Gedanken zum Gutem
Essay
Manchmal kommen sie auf leisen Sohlen, die negativen Gedanken. Enttäuschungen, Frust und Traurigkeiten. Negatives über einen selbst und über andere. Doch auch das kommt vor: der persönliche Blick hinter die eigene Stirn. Kerstin Wendel hat ihn gewagt, stellte sich ihrem Kopfkino und meint: Es war höchste Zeit für einen gewaltigen Aufbruch.
Reißen wir uns vom Negativen los
In der Psychotherapie, durch die ich mich damals unterstützen ließ, kann man so etwas erlernen. Negative Gedanken werden entlarvt und durch positive ersetzt. Während andere also Postkarten und Einladungen an ihre Kühlschränke pinnen, hingen bei mir neue, gute Sätze.

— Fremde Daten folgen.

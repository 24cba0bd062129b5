//! 订单仓储 PostgreSQL 实现
//!
//! 一个订单聚合分布在四张表中：orders、deliveries、payments、items。
//! 写入在单个事务内完成，读取时分别查询后组装。

use async_trait::async_trait;
use chrono::{DateTime, Utc};
use futures::stream::{self, StreamExt};
use order_shared::error::{OrderError, Result};
use order_shared::models::{Delivery, Item, Order, Payment};
use sqlx::{PgPool, Postgres, Transaction};
use tokio::sync::Mutex;
use tracing::{debug, info, instrument, warn};

use super::traits::OrderRepositoryTrait;

/// 批量读取时的并发度
const FETCH_CONCURRENCY: usize = 10;

/// orders 主键约束名，用于识别重复订单
const ORDERS_PKEY: &str = "orders_pkey";

#[derive(sqlx::FromRow)]
struct OrderRow {
    order_uid: String,
    track_number: String,
    entry: String,
    locale: String,
    internal_signature: String,
    customer_id: String,
    delivery_service: String,
    shardkey: String,
    sm_id: i32,
    date_created: DateTime<Utc>,
    oof_shard: String,
}

impl OrderRow {
    fn into_order(self, delivery: Delivery, payment: Payment, items: Vec<Item>) -> Order {
        Order {
            order_uid: self.order_uid,
            track_number: self.track_number,
            entry: self.entry,
            delivery,
            payment,
            items,
            locale: self.locale,
            internal_signature: self.internal_signature,
            customer_id: self.customer_id,
            delivery_service: self.delivery_service,
            shardkey: self.shardkey,
            sm_id: self.sm_id,
            date_created: self.date_created,
            oof_shard: self.oof_shard,
        }
    }
}

/// 订单仓储
///
/// 写入通过仓储级互斥锁串行化；读取直接使用连接池。
pub struct PgOrderRepository {
    pool: PgPool,
    write_lock: Mutex<()>,
}

impl PgOrderRepository {
    pub fn new(pool: PgPool) -> Self {
        Self {
            pool,
            write_lock: Mutex::new(()),
        }
    }

    // ==================== 写入操作 ====================

    async fn insert_aggregate(tx: &mut Transaction<'_, Postgres>, order: &Order) -> Result<()> {
        // 1. 订单主表
        sqlx::query(
            r#"
            INSERT INTO orders (order_uid, track_number, entry, locale, internal_signature,
                                customer_id, delivery_service, shardkey, sm_id, date_created, oof_shard)
            VALUES ($1, $2, $3, $4, $5, $6, $7, $8, $9, $10, $11)
            "#,
        )
        .bind(&order.order_uid)
        .bind(&order.track_number)
        .bind(&order.entry)
        .bind(&order.locale)
        .bind(&order.internal_signature)
        .bind(&order.customer_id)
        .bind(&order.delivery_service)
        .bind(&order.shardkey)
        .bind(order.sm_id)
        .bind(order.date_created)
        .bind(&order.oof_shard)
        .execute(&mut **tx)
        .await
        .map_err(|e| map_insert_error(e, &order.order_uid))?;

        // 2. 配送信息，以订单号为主键
        let d = &order.delivery;
        sqlx::query(
            r#"
            INSERT INTO deliveries (order_uid, name, phone, zip, city, address, region, email)
            VALUES ($1, $2, $3, $4, $5, $6, $7, $8)
            "#,
        )
        .bind(&order.order_uid)
        .bind(&d.name)
        .bind(&d.phone)
        .bind(&d.zip)
        .bind(&d.city)
        .bind(&d.address)
        .bind(&d.region)
        .bind(&d.email)
        .execute(&mut **tx)
        .await?;

        // 3. 支付信息
        let p = &order.payment;
        sqlx::query(
            r#"
            INSERT INTO payments (transaction, request_id, currency, provider, amount, payment_dt,
                                  bank, delivery_cost, goods_total, custom_fee)
            VALUES ($1, $2, $3, $4, $5, $6, $7, $8, $9, $10)
            "#,
        )
        .bind(&p.transaction)
        .bind(&p.request_id)
        .bind(&p.currency)
        .bind(&p.provider)
        .bind(p.amount)
        .bind(p.payment_dt)
        .bind(&p.bank)
        .bind(p.delivery_cost)
        .bind(p.goods_total)
        .bind(p.custom_fee)
        .execute(&mut **tx)
        .await?;

        // 4. 商品明细
        for item in &order.items {
            sqlx::query(
                r#"
                INSERT INTO items (chrt_id, track_number, price, rid, name, sale, size,
                                   total_price, nm_id, brand, status)
                VALUES ($1, $2, $3, $4, $5, $6, $7, $8, $9, $10, $11)
                "#,
            )
            .bind(item.chrt_id)
            .bind(&item.track_number)
            .bind(item.price)
            .bind(&item.rid)
            .bind(&item.name)
            .bind(item.sale)
            .bind(&item.size)
            .bind(item.total_price)
            .bind(item.nm_id)
            .bind(&item.brand)
            .bind(item.status)
            .execute(&mut **tx)
            .await?;
        }

        Ok(())
    }

    // ==================== 查询操作 ====================

    async fn fetch_order_row(&self, order_uid: &str) -> Result<Option<OrderRow>> {
        let row = sqlx::query_as::<_, OrderRow>(
            r#"
            SELECT order_uid, track_number, entry, locale, internal_signature, customer_id,
                   delivery_service, shardkey, sm_id, date_created, oof_shard
            FROM orders
            WHERE order_uid = $1
            "#,
        )
        .bind(order_uid)
        .fetch_optional(&self.pool)
        .await?;

        Ok(row)
    }

    async fn fetch_delivery(&self, order_uid: &str) -> Result<Delivery> {
        let delivery = sqlx::query_as::<_, Delivery>(
            r#"
            SELECT name, phone, zip, city, address, region, email
            FROM deliveries
            WHERE order_uid = $1
            "#,
        )
        .bind(order_uid)
        .fetch_optional(&self.pool)
        .await
        .map_err(|e| partial(order_uid, "delivery", e.to_string()))?;

        delivery.ok_or_else(|| partial(order_uid, "delivery", "row missing".to_string()))
    }

    async fn fetch_payment(&self, order_uid: &str) -> Result<Payment> {
        let payment = sqlx::query_as::<_, Payment>(
            r#"
            SELECT transaction, request_id, currency, provider, amount, payment_dt,
                   bank, delivery_cost, goods_total, custom_fee
            FROM payments
            WHERE transaction = $1
            "#,
        )
        .bind(order_uid)
        .fetch_optional(&self.pool)
        .await
        .map_err(|e| partial(order_uid, "payment", e.to_string()))?;

        payment.ok_or_else(|| partial(order_uid, "payment", "row missing".to_string()))
    }

    async fn fetch_items(&self, order_uid: &str, track_number: &str) -> Result<Vec<Item>> {
        let items = sqlx::query_as::<_, Item>(
            r#"
            SELECT chrt_id, track_number, price, rid, name, sale, size,
                   total_price, nm_id, brand, status
            FROM items
            WHERE track_number = $1
            ORDER BY id
            "#,
        )
        .bind(track_number)
        .fetch_all(&self.pool)
        .await
        .map_err(|e| partial(order_uid, "items", e.to_string()))?;

        if items.is_empty() {
            return Err(partial(order_uid, "items", "no rows".to_string()));
        }
        Ok(items)
    }

    async fn list_order_uids(&self) -> Result<Vec<String>> {
        let uids = sqlx::query_scalar::<_, String>(
            "SELECT order_uid FROM orders ORDER BY date_created DESC",
        )
        .fetch_all(&self.pool)
        .await?;

        Ok(uids)
    }
}

#[async_trait]
impl OrderRepositoryTrait for PgOrderRepository {
    #[instrument(skip(self, order), fields(order_uid = %order.order_uid))]
    async fn create(&self, order: &Order) -> Result<()> {
        let _guard = self.write_lock.lock().await;

        // 事务保证四表一致性，任一步失败时 tx 在 drop 时回滚
        let mut tx = self.pool.begin().await?;
        Self::insert_aggregate(&mut tx, order).await?;
        tx.commit().await?;

        debug!(items = order.items.len(), "订单已持久化");
        Ok(())
    }

    #[instrument(skip(self))]
    async fn get_order(&self, order_uid: &str) -> Result<Order> {
        let row = self
            .fetch_order_row(order_uid)
            .await?
            .ok_or_else(|| OrderError::NotFound {
                order_uid: order_uid.to_string(),
            })?;

        let delivery = self.fetch_delivery(order_uid).await?;
        let payment = self.fetch_payment(order_uid).await?;
        let items = self.fetch_items(order_uid, &row.track_number).await?;

        Ok(row.into_order(delivery, payment, items))
    }

    #[instrument(skip(self))]
    async fn get_all(&self) -> Result<Vec<Order>> {
        let uids = self.list_order_uids().await?;
        let total = uids.len();

        // buffered 保持 uid 的顺序，即创建时间倒序
        let orders: Vec<Order> = stream::iter(uids)
            .map(|uid| async move {
                match self.get_order(&uid).await {
                    Ok(order) => Some(order),
                    Err(e) => {
                        warn!(order_uid = %uid, error = %e, "读取订单失败，跳过");
                        None
                    }
                }
            })
            .buffered(FETCH_CONCURRENCY)
            .filter_map(|order| async move { order })
            .collect()
            .await;

        info!(total, loaded = orders.len(), "批量读取订单完成");
        Ok(orders)
    }
}

fn partial(order_uid: &str, part: &'static str, reason: String) -> OrderError {
    OrderError::PartialData {
        order_uid: order_uid.to_string(),
        part,
        reason,
    }
}

/// 订单主键冲突映射为 `AlreadyExists`，其余保持数据库错误
fn map_insert_error(err: sqlx::Error, order_uid: &str) -> OrderError {
    if let sqlx::Error::Database(db_err) = &err
        && db_err.is_unique_violation()
        && db_err.constraint() == Some(ORDERS_PKEY)
    {
        return OrderError::AlreadyExists {
            order_uid: order_uid.to_string(),
        };
    }
    OrderError::Database(err)
}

Und was soll ich sagen? Heute werde ich von vielen positiven Gedanken und Gefühlen bestimmt. Und das auch, weil Gott seine Finger im Spiel hat! Eine meiner Lieblingsstellen in der Bibel steht in Römer 12,2. Aber auch die neue Jahreslosung für 2025 geht in die Richtung: „Prüfet alles und behaltet das Gute.“ 1. Thessalonicher 5,21) Liebe Menschen, behaltet das Gute! Das muss uns anscheinend gesagt werden. Macht es so wie mit Johannisbeeren oder Urlaubsfotos. Schlechte Beeren oder verwackelte Erinnerungsfotos braucht keiner. Aussortieren! Das leuchtet ein und geht ganz einfach. Aber wie ist es mit den Lebensbereichen, die uns deutlich mehr herausfordern als Fotos oder faules Obst? Schauen wir mal:
„Die eigene Gedankenwelt braucht unseren aufmerksamen Blick. Damit das Negative, Lebensverachtende, Oberkritische nicht alles dominiert.“
Sehr persönlich
Vielleicht geht es nicht nur mir so: Die eigene Gedankenwelt braucht unseren aufmerksamen Blick. Damit das Negative, Lebensverachtende, Oberkritische nicht alles dominiert. Herzliche Einladung, einmal ehrlich nachzuschauen, was sich denn hinter der eigenen Stirn so tummelt. Gehört vielleicht etwas aussortiert? Ich selbst gehöre zu den selbstkritischen Menschen. Heißt, dass ich mir sehr wohl meiner Schwachstellen bewusst bin. Und da lauert schon die nächste Gefahr, ins Negative abzugleiten. Denn Selbstprüfung kann leicht in Selbstzerfleischung umschlagen. Resigniert, enttäuscht und ungnädig blicke ich auf das eigene Leben. Das bringt durcheinander, lässt an Gottes und meiner eigenen Gnade zweifeln, lehrt Grübeln und untergräbt Mut. Das ist nicht mehr das Gute, sondern eher das Böse. Raus aus der Selbstzerfleischung bedeutet mir: Ich glaube wieder der Gnade Gottes, schenke sie mir selbst, beende das Nachdenken, fasse Mut, möchte wieder tatkräftig werden. Damit ist die Krone gerichtet und das Gute behalten.
Gott gedient
Gottesdienst ist doch grundsätzlich etwas Gutes. Muss da denn dann noch drauf geachtet werden? Ich merke immer wieder, wie sich selbst über unsere guten Gottesdienste der Schleier des Negativen legt. Da sitzen wir sonntags in der Kirche und vermissen die Beispiele unserer Lebenswirklichkeit. Ärgern uns stattdessen über das Beispiel aus der Fußballwelt, die nichts mit uns zu tun hat. Und statt das zeitnah loszulassen, verhaken wir uns. Bleiben ungnädig anspruchsvoll. Verharren im Abchecken, Beurteilen und Prüfen. Wie wir da wieder herausfinden können? Durch zwei simple Fragen: Was hat mich heute persönlich berührt und angesprochen? Und: Was war gut für die Gesamtgemeinde? Beide Fragen ändern unseren Fokus und richten uns neu auf das Gute aus. Vielleicht motiviert uns das sogar, nach dem Gottesdienst noch für Wichtiges zu beten, für Mitarbeiter, unbekannte Gesichter, Belastete. Damit sind wir frei vom Negativen und voll angekommen im Guten!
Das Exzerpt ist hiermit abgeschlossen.